Which lines have the string "collide"? Copy all of them from the entries below.
*** SUPPLIED RECORDS Section Begins ***
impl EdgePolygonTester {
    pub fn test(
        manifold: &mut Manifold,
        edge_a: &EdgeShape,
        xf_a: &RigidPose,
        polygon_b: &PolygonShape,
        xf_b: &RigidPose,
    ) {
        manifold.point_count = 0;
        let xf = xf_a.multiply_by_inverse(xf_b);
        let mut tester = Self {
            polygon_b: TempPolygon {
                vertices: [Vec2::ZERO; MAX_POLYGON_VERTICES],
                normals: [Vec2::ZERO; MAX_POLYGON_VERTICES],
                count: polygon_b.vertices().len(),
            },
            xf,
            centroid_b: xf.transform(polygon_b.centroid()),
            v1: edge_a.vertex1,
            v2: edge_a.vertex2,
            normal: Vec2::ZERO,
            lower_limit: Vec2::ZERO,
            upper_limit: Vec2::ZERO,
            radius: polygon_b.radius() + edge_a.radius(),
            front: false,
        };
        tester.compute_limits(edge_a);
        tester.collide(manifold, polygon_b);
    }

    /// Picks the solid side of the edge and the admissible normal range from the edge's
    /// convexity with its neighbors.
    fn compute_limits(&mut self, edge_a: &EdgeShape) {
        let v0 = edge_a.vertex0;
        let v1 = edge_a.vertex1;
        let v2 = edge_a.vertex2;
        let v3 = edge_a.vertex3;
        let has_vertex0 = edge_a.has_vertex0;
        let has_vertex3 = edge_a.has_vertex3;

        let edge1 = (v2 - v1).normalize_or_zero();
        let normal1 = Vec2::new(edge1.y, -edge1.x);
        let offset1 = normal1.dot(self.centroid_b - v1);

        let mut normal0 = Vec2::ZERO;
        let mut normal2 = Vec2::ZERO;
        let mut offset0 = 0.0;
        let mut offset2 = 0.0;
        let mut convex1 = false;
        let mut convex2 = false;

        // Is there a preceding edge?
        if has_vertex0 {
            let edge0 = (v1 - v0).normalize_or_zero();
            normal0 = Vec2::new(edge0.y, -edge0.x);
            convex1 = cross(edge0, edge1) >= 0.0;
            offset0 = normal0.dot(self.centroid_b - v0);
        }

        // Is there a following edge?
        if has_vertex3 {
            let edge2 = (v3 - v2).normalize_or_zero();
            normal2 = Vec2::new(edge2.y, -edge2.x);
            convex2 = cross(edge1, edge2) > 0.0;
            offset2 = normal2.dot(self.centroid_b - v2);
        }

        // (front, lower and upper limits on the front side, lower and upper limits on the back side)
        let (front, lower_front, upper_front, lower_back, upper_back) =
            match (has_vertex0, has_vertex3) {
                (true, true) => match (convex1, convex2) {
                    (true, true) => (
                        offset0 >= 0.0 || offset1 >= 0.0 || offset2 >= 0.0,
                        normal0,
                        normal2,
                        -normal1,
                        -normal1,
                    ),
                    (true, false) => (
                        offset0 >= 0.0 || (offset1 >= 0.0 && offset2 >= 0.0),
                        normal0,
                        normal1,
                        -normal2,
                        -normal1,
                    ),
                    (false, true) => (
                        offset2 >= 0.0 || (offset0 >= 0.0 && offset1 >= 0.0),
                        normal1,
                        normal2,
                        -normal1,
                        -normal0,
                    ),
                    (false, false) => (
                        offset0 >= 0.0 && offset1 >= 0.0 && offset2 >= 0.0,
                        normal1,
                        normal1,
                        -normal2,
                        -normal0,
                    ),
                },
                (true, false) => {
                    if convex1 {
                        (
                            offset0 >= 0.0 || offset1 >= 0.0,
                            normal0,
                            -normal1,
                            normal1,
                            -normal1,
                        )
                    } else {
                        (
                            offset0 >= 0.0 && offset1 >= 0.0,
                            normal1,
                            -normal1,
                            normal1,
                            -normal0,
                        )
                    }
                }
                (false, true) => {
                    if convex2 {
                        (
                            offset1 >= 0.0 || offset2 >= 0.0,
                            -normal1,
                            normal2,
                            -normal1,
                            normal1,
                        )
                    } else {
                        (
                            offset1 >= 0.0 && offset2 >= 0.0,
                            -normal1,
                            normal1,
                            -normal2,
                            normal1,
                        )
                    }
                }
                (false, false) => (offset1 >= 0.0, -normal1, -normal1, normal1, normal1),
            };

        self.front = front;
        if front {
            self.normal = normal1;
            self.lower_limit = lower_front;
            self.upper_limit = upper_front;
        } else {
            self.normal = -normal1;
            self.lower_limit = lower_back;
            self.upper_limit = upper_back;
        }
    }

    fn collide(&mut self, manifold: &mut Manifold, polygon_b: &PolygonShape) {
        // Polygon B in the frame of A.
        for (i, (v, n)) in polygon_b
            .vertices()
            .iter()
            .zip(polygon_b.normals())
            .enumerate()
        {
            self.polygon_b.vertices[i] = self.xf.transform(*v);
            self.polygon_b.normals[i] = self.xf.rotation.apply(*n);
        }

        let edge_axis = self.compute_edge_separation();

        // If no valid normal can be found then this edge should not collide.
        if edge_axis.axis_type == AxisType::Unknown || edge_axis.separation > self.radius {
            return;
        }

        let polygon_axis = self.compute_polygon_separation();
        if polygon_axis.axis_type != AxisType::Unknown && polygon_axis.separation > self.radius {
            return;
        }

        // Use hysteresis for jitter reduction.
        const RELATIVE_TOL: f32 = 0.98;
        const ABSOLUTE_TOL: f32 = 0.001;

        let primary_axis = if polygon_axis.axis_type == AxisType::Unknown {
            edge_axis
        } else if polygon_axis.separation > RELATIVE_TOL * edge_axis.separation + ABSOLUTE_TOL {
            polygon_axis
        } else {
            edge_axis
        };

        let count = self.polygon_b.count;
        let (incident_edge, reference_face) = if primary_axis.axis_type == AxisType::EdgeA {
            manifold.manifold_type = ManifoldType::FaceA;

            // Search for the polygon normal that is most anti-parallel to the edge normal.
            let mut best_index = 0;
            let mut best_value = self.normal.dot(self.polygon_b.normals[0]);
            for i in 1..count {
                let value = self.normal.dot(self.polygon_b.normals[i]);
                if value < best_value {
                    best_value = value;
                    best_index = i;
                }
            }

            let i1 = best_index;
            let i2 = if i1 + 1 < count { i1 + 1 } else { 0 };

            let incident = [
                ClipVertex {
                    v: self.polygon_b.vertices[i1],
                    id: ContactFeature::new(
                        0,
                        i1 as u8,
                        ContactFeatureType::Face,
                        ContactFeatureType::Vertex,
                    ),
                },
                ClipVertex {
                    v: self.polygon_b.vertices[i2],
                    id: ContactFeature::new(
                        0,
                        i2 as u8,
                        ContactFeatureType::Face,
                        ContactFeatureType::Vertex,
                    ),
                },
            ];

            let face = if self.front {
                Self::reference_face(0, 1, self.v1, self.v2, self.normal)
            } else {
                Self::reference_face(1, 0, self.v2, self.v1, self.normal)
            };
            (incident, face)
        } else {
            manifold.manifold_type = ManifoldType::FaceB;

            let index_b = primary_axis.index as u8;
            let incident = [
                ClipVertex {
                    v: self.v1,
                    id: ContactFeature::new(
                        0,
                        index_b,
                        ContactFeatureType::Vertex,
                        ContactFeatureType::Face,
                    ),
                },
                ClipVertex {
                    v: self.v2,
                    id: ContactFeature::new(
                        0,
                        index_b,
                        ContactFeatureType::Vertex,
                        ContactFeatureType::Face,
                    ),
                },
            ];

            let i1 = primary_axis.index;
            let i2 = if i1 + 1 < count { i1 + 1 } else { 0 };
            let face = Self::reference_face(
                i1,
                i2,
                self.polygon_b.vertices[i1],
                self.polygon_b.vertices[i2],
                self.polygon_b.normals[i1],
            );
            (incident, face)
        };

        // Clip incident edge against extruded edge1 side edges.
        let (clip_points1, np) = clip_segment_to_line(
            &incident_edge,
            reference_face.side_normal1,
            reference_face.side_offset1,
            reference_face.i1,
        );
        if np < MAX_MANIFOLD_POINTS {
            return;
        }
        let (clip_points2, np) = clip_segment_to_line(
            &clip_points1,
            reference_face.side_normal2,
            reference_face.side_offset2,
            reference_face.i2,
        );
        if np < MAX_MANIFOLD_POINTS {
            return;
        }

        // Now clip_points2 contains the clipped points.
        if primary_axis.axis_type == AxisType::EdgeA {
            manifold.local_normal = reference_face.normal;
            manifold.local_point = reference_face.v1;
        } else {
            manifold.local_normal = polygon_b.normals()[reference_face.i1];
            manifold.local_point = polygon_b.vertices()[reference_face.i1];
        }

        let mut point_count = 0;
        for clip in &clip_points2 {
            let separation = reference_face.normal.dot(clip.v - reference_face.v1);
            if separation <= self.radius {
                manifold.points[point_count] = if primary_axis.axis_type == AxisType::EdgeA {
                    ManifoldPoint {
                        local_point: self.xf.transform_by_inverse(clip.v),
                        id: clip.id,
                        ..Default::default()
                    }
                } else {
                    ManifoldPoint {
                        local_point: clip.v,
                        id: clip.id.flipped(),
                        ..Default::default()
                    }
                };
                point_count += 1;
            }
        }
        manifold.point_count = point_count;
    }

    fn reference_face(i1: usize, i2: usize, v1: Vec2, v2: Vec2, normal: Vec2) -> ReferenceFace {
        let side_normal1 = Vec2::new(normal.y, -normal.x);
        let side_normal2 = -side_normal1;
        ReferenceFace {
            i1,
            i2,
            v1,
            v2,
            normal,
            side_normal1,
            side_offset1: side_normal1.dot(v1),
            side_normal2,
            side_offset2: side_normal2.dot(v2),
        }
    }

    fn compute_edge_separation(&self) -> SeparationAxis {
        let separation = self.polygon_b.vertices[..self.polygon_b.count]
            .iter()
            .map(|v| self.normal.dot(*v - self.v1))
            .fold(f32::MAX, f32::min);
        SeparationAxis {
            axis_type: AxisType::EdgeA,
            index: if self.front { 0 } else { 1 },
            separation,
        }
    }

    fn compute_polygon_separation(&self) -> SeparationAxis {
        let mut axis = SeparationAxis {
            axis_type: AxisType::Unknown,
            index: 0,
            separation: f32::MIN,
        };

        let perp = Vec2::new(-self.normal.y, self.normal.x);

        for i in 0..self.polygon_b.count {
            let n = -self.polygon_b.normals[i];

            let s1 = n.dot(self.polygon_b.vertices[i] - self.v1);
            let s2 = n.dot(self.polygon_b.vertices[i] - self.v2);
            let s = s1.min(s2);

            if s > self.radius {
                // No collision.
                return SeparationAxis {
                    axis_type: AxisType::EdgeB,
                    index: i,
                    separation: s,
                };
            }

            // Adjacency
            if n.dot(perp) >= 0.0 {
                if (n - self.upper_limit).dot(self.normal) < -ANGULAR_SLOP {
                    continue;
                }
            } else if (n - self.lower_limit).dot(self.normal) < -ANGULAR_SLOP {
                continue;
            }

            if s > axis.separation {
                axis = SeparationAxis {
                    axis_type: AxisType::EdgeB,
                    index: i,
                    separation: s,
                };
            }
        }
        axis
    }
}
*** SUPPLIED RECORDS Section Ends ***
## ANSWER BOX
        tester.collide(manifold, polygon_b);
    fn collide(&mut self, manifold: &mut Manifold, polygon_b: &PolygonShape) {
        // If no valid normal can be found then this edge should not collide.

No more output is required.